Count lines holding the string "struct" in the data that follows. Reply with one number only.

• _Dataset records_:
****************************************

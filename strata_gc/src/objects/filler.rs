//! Fillers keep every page iterable.
//!
//! Holes left by alignment, abandoned allocation areas and sweeping are
//! formatted as objects so a linear walk can step over them by size.

use super::layout::{ONE_POINTER_FILLER_SIZE, TWO_POINTER_FILLER_SIZE};
use super::{FreeSpace, HeapObject, ReadOnlyRoots};
use strata_core::{Address, WORD_SIZE};

/// Format `[address, address + size)` as a filler.
///
/// Regions of three words or more become [`FreeSpace`] nodes with no
/// successor; smaller ones use the fixed-size filler maps.
pub(crate) fn create_filler(address: Address, size: usize, roots: &ReadOnlyRoots) {
    debug_assert_eq!(size % WORD_SIZE, 0, "filler size {size} is not word aligned");
    let object = HeapObject::from_address(address);
    match size {
        0 => {}
        ONE_POINTER_FILLER_SIZE => object.set_map(roots.one_pointer_filler_map()),
        TWO_POINTER_FILLER_SIZE => {
            object.set_map(roots.two_pointer_filler_map());
            object.write_word(WORD_SIZE, 0);
        }
        _ => {
            object.set_map(roots.free_space_map());
            let node = FreeSpace::unchecked(object);
            node.set_size(size);
            node.set_next(None);
        }
    }
}
//! Sweeping: rebuild free lists from the mark bitmaps.
//!
//! Each page is walked in address order over its marked objects. Every gap
//! between them becomes one free region, so adjacent dead objects coalesce
//! for free. Pages with nothing marked are unmapped. Large object pages are
//! freed whole when their object is unmarked.

use crate::heap::{Heap, LargeObjectSpace, PagedSpace, Space};
use crate::memory::{ChunkFlags, PageRef};
use crate::objects::{HeapObject, MapWord};
use strata_core::Address;

/// What sweeping did.
#[derive(Debug, Default, Clone, Copy, PartialEq, Eq)]
pub(super) struct SweepResult {
    /// Bytes put on free lists or unmapped.
    pub freed_bytes: usize,
    /// Pages unmapped.
    pub released_pages: usize,
    /// Bytes of live objects found.
    pub live_bytes: usize,
}

impl SweepResult {
    fn merge(&mut self, other: SweepResult) {
        self.freed_bytes += other.freed_bytes;
        self.released_pages += other.released_pages;
        self.live_bytes += other.live_bytes;
    }
}

pub(super) fn sweep(heap: &mut Heap) -> SweepResult {
    let mut result = SweepResult::default();
    for space in [
        &mut heap.old_space,
        &mut heap.code_space,
        &mut heap.shared_space,
    ] {
        result.merge(sweep_paged_space(space));
    }
    for space in [
        &mut heap.lo_space,
        &mut heap.code_lo_space,
        &mut heap.shared_lo_space,
    ] {
        result.merge(sweep_large_object_space(space));
    }
    tracing::debug!(
        target: "strata_gc::sweep",
        freed = result.freed_bytes,
        released_pages = result.released_pages,
        live = result.live_bytes,
        "sweep finished"
    );
    result
}

/// A range of a page that sweeping keeps.
#[derive(Debug, Clone, Copy)]
struct Retained {
    start: Address,
    size: usize,
    live: bool,
}

/// Ranges of `page` that must survive the sweep, ascending.
///
/// On an aborted candidate, objects that were already copied out keep their
/// forwarding word until the next cycle. They stay off the free list but do
/// not count as live, and their slot-set entries are dropped.
fn retained_ranges(page: &PageRef) -> Vec<Retained> {
    let aborted = page.chunk().is_flag_set(ChunkFlags::EVACUATION_ABORTED);
    page.marked_objects()
        .filter_map(|start| {
            let object = HeapObject::from_address(start);
            match object.map_word() {
                MapWord::Map(_) => Some(Retained {
                    start,
                    size: object.size(),
                    live: true,
                }),
                MapWord::ForwardedTo(_) if aborted => {
                    let size = object.size_following_forwarding();
                    page.remove_slot_range(start, start.offset(size));
                    Some(Retained {
                        start,
                        size,
                        live: false,
                    })
                }
                _ => None,
            }
        })
        .collect()
}

fn sweep_paged_space(space: &mut PagedSpace) -> SweepResult {
    let mut result = SweepResult::default();
    space.free_list_mut().reset();

    for page in space.pages().to_vec() {
        let retained = retained_ranges(&page);
        page.clear_marking();
        if retained.is_empty() {
            result.freed_bytes += page.allocated_bytes();
            result.released_pages += 1;
            space.release_page(page);
            continue;
        }

        page.set_allocated_bytes(page.area_size());
        let mut cursor = page.area_start();
        let free_region = |start: Address, end: Address, space: &mut PagedSpace| {
            let size = end.offset_from(start);
            space.free_list_mut().add(start, size);
            page.remove_slot_range(start, end);
            size
        };
        for range in retained {
            if range.start > cursor {
                result.freed_bytes += free_region(cursor, range.start, space);
            }
            if range.live {
                result.live_bytes += range.size;
            }
            cursor = range.start.offset(range.size);
        }
        if cursor < page.area_end() {
            result.freed_bytes += free_region(cursor, page.area_end(), space);
        }
    }
    result
}

fn sweep_large_object_space(space: &mut LargeObjectSpace) -> SweepResult {
    let mut result = SweepResult::default();
    for page in space.pages().to_vec() {
        if page.is_marked(page.area_start()) {
            result.live_bytes += page.allocated_bytes();
            page.clear_marking();
        } else {
            result.freed_bytes += page.allocated_bytes();
            result.released_pages += 1;
            space.free_page(page);
        }
    }
    result
}

#[cfg(test)]
mod tests {
    use super::*;
    use crate::HeapConfig;
    use crate::heap::SpaceKind;

    #[test]
    fn test_gaps_between_marked_objects_are_freed() {
        let mut heap = Heap::new(HeapConfig::for_testing()).unwrap();
        let a = heap.new_fixed_array(4, SpaceKind::Old);
        let _dead = heap.new_fixed_array(4, SpaceKind::Old);
        let c = heap.new_fixed_array(4, SpaceKind::Old);
        heap.free_linear_allocation_areas();

        let page = a.object().page();
        for live in [a.object(), c.object()] {
            assert!(page.mark(live.address()));
        }

        let result = sweep_paged_space(&mut heap.old_space);
        assert_eq!(result.live_bytes, 2 * a.object().size());
        assert_eq!(result.released_pages, 0);
        assert!(page.marking_is_clean());
        assert_eq!(page.allocated_bytes(), 2 * a.object().size());

        let hole = HeapObject::from_address(a.object().address().offset(a.object().size()));
        assert!(hole.kind().is_filler());
        assert_eq!(hole.size(), a.object().size());
    }

    #[test]
    fn test_aborted_page_keeps_forwarding_words() {
        let mut heap = Heap::new(HeapConfig::for_testing()).unwrap();
        let kept = heap.new_fixed_array(4, SpaceKind::Old);
        let moved = heap.new_fixed_array(4, SpaceKind::Old);
        let _dead = heap.new_fixed_array(4, SpaceKind::Old);
        let copy = heap.new_fixed_array(4, SpaceKind::Old);
        heap.free_linear_allocation_areas();

        let page = kept.object().page();
        for object in [kept.object(), moved.object(), copy.object()] {
            assert!(page.mark(object.address()));
        }
        moved
            .object()
            .set_map_word(MapWord::ForwardedTo(copy.object().address()));
        page.chunk().set_flags(ChunkFlags::EVACUATION_ABORTED);

        let result = sweep_paged_space(&mut heap.old_space);
        let size = kept.object().size();
        assert_eq!(result.live_bytes, 2 * size);
        assert_eq!(result.released_pages, 0);
        assert_eq!(
            moved.object().map_word(),
            MapWord::ForwardedTo(copy.object().address())
        );
        assert_eq!(heap.is_forwarded(moved.reference()), Some(copy.reference()));

        // The dead neighbour is reclaimed; the forwarded range is not.
        let hole = HeapObject::from_address(moved.object().address().offset(size));
        assert!(hole.kind().is_filler());
        assert_eq!(hole.size(), size);
        assert!(
            heap.old_space()
                .free_list()
                .iter_regions()
                .all(|region| !(region.start <= moved.object().address()
                    && moved.object().address() < region.end()))
        );
    }

    #[test]
    fn test_empty_pages_are_released() {
        let mut heap = Heap::new(HeapConfig::for_testing()).unwrap();
        heap.new_fixed_array(4, SpaceKind::Old);
        heap.new_byte_array(20 * 1024, SpaceKind::Old);
        heap.free_linear_allocation_areas();
        assert_eq!(heap.old_space().pages().len(), 1);
        assert_eq!(heap.lo_space().pages().len(), 1);

        let result = sweep(&mut heap);
        assert_eq!(result.released_pages, 2);
        assert!(heap.old_space().pages().is_empty());
        assert!(heap.lo_space().pages().is_empty());
    }
}
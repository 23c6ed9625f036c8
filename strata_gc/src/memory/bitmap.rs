//! Side marking bitmap: one bit per heap word.
//!
//! Kept out of the objects so marking never writes to object memory and
//! marker threads race only on atomic `fetch_or`.

use std::sync::atomic::{AtomicU64, Ordering};

const BITS_PER_CELL: usize = 64;

/// Atomic bitmap indexed by word offset within a chunk.
pub struct MarkingBitmap {
    cells: Box<[AtomicU64]>,
}

impl MarkingBitmap {
    /// Create a cleared bitmap covering `bits` words.
    pub fn new(bits: usize) -> Self {
        let cells = (0..bits.div_ceil(BITS_PER_CELL))
            .map(|_| AtomicU64::new(0))
            .collect();
        Self { cells }
    }

    /// Number of bits covered.
    #[inline]
    pub fn len(&self) -> usize {
        self.cells.len() * BITS_PER_CELL
    }

    /// Check whether the bitmap covers no bits.
    #[inline]
    pub fn is_empty(&self) -> bool {
        self.cells.is_empty()
    }

    /// Set a bit. Returns true if this call changed it.
    #[inline]
    pub fn set(&self, index: usize) -> bool {
        let mask = 1u64 << (index % BITS_PER_CELL);
        let previous = self.cells[index / BITS_PER_CELL].fetch_or(mask, Ordering::AcqRel);
        previous & mask == 0
    }

    /// Test a bit.
    #[inline]
    pub fn get(&self, index: usize) -> bool {
        let mask = 1u64 << (index % BITS_PER_CELL);
        self.cells[index / BITS_PER_CELL].load(Ordering::Acquire) & mask != 0
    }

    /// Clear a bit.
    #[inline]
    pub fn unset(&self, index: usize) {
        let mask = 1u64 << (index % BITS_PER_CELL);
        self.cells[index / BITS_PER_CELL].fetch_and(!mask, Ordering::AcqRel);
    }

    /// Clear every bit.
    pub fn clear(&self) {
        for cell in self.cells.iter() {
            cell.store(0, Ordering::Relaxed);
        }
    }

    /// Check that no bit is set.
    pub fn is_clean(&self) -> bool {
        self.cells.iter().all(|c| c.load(Ordering::Relaxed) == 0)
    }

    /// Iterate set bits in ascending order, starting at `from`.
    pub fn iter_set(&self, from: usize) -> SetBits<'_> {
        let cell = from / BITS_PER_CELL;
        let current = self
            .cells
            .get(cell)
            .map(|c| c.load(Ordering::Acquire) & (!0u64 << (from % BITS_PER_CELL)))
            .unwrap_or(0);
        SetBits {
            bitmap: self,
            cell,
            current,
        }
    }
}

/// Iterator over set bit indices.
pub struct SetBits<'a> {
    bitmap: &'a MarkingBitmap,
    cell: usize,
    current: u64,
}

impl Iterator for SetBits<'_> {
    type Item = usize;

    fn next(&mut self) -> Option<usize> {
        loop {
            if self.current != 0 {
                let bit = self.current.trailing_zeros() as usize;
                self.current &= self.current - 1;
                return Some(self.cell * BITS_PER_CELL + bit);
            }
            self.cell += 1;
            let next = self.bitmap.cells.get(self.cell)?;
            self.current = next.load(Ordering::Acquire);
        }
    }
}
//! Error types for crmqa

use thiserror::Error;

/// Result type alias using crmqa Error
pub type Result<T> = std::result::Result<T, Error>;

/// crmqa error types
#[derive(Error, Debug)]
pub enum Error {
    #[error("Database error: {0}")]
    Database(#[from] rusqlite::Error),

    #[error("Serialization error: {0}")]
    Serialization(#[from] serde_json::Error),

    #[error("Resource not found: {kind} with id {id}")]
    NotFound { kind: String, id: String },

    #[error("Invalid state transition: {from} -> {to}")]
    InvalidStateTransition { from: String, to: String },

    #[error("Unknown task state: {0}")]
    UnknownState(String),

    #[error("Task queue is full ({capacity} tasks admitted)")]
    QueueFull { capacity: usize },

    #[error("Executor is shutting down")]
    ShuttingDown,
}

impl Error {
    pub fn task_not_found(id: impl Into<String>) -> Self {
        Error::NotFound {
            kind: "task".to_string(),
            id: id.into(),
        }
    }
}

****************************************

• _Task output_: 4